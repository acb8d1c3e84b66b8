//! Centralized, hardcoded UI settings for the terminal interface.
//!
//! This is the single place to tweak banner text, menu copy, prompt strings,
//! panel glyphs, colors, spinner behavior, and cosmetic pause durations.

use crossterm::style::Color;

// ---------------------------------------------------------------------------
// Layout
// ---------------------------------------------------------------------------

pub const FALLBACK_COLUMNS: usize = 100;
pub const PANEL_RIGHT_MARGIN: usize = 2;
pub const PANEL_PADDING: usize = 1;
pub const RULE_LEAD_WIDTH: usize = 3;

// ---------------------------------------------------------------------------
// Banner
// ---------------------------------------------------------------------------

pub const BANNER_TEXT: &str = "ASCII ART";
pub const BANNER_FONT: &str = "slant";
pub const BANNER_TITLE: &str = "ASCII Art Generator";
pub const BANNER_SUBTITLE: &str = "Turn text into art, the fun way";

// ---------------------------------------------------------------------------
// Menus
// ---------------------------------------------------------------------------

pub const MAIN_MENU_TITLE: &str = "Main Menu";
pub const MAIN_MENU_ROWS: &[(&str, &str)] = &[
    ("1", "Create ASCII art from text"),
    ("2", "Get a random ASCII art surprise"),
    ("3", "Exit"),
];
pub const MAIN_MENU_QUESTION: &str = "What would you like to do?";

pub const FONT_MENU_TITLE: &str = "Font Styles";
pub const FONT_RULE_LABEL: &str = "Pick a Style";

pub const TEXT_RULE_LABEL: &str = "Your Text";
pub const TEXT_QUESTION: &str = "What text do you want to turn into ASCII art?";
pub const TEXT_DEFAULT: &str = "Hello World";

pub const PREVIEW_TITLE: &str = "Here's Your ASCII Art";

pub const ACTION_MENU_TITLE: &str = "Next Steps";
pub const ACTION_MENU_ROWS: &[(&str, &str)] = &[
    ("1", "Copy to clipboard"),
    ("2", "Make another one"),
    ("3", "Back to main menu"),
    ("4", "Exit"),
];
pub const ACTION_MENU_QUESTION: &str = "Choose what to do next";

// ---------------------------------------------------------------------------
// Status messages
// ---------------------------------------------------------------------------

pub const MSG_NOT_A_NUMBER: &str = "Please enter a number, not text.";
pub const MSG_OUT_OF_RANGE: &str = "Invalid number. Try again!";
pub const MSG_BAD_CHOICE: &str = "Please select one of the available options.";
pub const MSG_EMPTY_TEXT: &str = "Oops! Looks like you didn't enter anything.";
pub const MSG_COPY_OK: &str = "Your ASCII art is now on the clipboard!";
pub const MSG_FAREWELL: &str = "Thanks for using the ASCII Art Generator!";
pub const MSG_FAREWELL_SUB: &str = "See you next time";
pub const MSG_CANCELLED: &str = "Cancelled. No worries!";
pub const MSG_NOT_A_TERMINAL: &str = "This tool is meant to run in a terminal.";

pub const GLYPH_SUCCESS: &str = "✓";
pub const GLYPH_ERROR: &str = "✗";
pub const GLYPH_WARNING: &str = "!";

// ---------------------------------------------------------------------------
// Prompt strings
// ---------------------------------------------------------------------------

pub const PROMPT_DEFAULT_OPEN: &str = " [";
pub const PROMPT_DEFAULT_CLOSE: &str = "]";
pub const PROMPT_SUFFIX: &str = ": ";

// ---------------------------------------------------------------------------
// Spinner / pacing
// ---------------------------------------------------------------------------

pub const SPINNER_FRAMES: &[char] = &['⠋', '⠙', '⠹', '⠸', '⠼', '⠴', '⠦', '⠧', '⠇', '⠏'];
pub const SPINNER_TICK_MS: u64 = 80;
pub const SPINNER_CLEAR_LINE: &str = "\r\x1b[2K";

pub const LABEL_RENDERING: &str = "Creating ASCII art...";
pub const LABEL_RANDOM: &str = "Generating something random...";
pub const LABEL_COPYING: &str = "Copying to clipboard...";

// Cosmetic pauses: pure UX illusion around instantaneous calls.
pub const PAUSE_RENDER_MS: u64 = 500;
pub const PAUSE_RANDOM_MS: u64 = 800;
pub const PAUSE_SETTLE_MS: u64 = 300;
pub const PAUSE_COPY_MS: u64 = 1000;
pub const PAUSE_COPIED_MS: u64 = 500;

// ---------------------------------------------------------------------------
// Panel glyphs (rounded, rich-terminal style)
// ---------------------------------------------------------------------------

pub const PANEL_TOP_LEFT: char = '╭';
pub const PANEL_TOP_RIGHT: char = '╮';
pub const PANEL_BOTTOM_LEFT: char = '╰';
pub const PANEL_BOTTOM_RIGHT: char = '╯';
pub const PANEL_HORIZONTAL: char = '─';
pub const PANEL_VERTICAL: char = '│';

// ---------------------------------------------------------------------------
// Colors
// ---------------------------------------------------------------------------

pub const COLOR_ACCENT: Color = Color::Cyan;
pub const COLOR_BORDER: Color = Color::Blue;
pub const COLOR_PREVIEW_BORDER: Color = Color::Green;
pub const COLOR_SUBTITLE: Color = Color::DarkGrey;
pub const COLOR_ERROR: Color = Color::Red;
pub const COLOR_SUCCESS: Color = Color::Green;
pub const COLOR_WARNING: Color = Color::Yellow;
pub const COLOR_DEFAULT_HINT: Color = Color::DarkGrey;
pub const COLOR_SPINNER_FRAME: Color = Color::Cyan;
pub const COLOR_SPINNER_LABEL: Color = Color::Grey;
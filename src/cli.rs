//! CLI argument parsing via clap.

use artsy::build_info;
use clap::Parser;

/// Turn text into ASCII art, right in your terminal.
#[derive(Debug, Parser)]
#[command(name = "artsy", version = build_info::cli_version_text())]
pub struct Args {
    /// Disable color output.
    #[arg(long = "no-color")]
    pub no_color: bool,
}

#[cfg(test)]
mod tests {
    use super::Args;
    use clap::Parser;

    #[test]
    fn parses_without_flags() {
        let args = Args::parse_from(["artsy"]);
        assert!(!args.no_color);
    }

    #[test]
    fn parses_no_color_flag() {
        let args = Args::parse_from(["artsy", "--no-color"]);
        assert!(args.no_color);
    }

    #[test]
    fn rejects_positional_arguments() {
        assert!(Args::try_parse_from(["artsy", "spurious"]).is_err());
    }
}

-*-*-

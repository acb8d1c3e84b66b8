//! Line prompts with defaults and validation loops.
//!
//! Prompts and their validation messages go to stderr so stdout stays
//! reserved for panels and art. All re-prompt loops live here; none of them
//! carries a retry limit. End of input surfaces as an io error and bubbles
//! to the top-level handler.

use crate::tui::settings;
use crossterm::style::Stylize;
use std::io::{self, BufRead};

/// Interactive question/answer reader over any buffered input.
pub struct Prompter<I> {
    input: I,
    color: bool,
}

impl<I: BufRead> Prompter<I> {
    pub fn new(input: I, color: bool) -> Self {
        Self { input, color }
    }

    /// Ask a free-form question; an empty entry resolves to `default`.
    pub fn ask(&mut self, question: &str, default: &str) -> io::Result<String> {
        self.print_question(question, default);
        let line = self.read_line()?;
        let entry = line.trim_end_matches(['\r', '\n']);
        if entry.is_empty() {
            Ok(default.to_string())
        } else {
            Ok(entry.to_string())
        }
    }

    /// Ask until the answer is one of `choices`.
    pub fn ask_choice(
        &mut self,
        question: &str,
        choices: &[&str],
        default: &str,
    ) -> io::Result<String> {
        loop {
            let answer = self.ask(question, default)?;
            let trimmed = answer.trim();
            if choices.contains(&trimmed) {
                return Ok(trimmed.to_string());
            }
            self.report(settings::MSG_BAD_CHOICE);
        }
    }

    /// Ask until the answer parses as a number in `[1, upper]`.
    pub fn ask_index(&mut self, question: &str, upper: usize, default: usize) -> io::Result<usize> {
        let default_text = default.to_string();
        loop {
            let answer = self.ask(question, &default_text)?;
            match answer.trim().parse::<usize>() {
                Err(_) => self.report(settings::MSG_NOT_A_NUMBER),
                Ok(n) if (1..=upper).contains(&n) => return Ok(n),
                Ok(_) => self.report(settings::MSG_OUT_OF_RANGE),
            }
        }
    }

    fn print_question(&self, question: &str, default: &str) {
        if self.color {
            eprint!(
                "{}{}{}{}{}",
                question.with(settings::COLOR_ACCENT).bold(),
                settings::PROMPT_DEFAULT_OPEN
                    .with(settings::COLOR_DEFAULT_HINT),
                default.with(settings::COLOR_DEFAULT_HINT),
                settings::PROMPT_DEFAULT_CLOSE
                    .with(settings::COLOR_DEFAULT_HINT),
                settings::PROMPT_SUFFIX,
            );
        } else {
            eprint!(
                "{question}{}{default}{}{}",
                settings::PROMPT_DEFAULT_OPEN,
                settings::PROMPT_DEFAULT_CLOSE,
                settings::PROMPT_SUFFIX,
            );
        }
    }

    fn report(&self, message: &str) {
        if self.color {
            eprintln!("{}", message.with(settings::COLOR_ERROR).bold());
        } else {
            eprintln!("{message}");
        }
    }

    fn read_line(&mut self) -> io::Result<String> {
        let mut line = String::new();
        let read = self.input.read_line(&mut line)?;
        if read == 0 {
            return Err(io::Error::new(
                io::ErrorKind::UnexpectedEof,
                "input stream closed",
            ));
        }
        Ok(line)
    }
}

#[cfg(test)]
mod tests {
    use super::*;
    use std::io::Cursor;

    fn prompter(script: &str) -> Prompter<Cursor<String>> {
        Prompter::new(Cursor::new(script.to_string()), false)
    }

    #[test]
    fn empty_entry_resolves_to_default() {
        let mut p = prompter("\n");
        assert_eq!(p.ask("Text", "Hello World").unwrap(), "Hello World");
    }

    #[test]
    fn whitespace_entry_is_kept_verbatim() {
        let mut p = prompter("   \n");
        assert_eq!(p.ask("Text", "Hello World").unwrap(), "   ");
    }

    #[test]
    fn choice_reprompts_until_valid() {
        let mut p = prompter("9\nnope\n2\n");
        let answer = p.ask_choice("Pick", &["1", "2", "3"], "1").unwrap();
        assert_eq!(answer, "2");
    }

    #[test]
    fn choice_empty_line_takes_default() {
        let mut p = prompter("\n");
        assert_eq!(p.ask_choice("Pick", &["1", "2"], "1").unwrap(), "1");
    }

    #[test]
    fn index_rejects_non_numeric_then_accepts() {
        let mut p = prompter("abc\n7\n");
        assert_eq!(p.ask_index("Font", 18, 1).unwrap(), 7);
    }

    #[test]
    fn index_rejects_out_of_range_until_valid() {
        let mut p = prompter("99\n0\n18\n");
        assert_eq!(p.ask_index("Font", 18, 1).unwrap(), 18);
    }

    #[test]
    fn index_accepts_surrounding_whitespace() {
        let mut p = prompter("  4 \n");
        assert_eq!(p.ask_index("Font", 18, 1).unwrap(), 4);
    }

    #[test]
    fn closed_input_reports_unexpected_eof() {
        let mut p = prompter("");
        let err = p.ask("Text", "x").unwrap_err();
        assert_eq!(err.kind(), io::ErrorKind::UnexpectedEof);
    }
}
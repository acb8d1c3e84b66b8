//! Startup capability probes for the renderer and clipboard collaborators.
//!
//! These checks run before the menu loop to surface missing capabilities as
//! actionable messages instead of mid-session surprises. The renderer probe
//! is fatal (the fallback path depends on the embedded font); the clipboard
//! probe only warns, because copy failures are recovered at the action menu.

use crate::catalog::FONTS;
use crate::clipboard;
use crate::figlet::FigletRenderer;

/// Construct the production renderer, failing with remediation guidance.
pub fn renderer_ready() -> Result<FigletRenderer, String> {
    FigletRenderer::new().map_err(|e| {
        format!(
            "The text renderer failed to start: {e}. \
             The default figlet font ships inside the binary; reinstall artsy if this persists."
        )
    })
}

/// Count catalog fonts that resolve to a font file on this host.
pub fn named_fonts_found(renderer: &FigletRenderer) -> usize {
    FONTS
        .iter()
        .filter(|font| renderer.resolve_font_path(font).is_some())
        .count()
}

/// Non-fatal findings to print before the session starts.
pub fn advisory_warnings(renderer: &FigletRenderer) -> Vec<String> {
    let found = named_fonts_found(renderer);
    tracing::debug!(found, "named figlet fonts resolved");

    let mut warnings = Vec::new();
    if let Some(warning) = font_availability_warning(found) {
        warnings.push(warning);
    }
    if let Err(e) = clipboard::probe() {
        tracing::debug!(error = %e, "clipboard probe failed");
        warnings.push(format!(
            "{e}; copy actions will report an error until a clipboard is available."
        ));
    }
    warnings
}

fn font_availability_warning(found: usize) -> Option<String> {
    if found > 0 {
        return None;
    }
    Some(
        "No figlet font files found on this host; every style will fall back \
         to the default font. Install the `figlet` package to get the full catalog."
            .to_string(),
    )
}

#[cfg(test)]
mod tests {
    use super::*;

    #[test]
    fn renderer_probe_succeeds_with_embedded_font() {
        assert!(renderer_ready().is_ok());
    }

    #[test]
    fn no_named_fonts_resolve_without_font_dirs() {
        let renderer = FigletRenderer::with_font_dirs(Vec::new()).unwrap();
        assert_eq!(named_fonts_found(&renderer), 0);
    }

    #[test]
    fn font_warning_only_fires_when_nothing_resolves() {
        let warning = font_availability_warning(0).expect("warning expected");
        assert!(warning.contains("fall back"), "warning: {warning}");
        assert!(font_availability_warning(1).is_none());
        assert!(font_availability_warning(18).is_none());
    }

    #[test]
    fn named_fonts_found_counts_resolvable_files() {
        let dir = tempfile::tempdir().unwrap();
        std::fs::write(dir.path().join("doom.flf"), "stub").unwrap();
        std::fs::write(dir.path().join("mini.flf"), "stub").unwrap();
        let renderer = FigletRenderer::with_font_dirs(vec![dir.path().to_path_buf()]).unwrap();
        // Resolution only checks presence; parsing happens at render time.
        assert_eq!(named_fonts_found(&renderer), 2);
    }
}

-*-*-

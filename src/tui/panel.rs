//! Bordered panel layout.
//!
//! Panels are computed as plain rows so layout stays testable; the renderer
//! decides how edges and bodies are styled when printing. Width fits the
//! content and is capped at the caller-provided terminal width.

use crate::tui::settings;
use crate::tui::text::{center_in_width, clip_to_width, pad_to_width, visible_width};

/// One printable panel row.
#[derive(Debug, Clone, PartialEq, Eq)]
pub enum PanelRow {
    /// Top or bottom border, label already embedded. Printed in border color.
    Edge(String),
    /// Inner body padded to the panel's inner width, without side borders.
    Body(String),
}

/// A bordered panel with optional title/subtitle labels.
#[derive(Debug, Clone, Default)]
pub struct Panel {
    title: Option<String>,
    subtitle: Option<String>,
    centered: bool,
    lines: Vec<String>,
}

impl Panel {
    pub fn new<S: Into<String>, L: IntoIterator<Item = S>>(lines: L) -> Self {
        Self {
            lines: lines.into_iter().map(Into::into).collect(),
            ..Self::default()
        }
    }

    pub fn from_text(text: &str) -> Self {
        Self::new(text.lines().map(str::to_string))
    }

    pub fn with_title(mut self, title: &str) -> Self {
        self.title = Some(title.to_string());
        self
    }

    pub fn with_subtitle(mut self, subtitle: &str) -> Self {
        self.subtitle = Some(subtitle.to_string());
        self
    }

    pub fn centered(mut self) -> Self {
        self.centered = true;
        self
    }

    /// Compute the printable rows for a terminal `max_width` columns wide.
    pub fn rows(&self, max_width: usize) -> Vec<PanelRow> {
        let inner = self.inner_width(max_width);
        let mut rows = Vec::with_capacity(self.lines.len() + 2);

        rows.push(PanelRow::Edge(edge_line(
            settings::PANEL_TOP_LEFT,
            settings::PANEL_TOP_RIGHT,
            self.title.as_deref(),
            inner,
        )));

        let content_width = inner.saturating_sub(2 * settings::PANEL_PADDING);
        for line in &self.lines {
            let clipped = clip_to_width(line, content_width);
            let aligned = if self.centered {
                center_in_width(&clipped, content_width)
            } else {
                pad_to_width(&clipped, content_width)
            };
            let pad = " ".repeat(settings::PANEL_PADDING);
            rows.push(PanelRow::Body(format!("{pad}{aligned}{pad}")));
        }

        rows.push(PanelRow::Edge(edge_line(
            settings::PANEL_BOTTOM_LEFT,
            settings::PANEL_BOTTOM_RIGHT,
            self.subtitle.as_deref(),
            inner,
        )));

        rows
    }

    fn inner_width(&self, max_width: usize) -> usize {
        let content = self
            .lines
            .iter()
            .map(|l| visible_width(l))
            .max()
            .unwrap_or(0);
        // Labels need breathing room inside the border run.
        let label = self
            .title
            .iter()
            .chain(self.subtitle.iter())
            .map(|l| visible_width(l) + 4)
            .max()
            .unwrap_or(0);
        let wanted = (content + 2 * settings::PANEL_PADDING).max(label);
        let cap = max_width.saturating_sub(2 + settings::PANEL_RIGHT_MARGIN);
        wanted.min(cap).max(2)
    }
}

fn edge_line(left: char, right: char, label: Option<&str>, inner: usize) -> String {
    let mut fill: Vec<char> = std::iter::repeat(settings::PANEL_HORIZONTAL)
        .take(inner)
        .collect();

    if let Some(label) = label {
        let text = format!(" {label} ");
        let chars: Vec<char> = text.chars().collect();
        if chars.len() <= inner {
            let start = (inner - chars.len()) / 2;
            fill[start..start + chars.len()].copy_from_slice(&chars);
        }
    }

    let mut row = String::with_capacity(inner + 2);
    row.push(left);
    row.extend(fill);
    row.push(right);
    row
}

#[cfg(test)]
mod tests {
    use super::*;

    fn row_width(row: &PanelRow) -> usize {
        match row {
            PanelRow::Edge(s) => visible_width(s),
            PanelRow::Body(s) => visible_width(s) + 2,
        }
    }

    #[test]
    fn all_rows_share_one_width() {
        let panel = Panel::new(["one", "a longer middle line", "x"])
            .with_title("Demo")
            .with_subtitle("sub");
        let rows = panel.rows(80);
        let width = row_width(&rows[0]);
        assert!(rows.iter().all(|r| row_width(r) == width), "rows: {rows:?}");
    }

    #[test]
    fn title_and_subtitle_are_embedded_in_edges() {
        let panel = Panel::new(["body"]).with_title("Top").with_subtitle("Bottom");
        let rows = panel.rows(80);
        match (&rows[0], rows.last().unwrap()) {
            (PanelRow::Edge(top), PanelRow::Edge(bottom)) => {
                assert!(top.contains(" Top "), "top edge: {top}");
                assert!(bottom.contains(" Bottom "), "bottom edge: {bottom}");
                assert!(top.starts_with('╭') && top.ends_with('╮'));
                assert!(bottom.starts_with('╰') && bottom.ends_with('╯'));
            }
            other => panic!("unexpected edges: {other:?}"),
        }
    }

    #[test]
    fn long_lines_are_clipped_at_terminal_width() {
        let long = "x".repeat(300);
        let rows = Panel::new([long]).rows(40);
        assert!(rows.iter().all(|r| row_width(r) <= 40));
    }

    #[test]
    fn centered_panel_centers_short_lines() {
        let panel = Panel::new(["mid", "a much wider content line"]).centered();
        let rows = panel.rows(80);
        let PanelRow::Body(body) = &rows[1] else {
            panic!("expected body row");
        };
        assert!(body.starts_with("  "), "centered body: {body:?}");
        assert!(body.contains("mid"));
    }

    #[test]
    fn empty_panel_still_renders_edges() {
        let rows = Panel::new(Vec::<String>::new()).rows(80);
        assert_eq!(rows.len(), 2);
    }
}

-*-*-

TASK INSTRUCTIONS – Check each line of the listing above, and copy it if it contains the word "catalog".

SOLUTION BELOW –
use crate::catalog::FONTS;
/// Count catalog fonts that resolve to a font file on this host.
         to the default font. Install the `figlet` package to get the full catalog."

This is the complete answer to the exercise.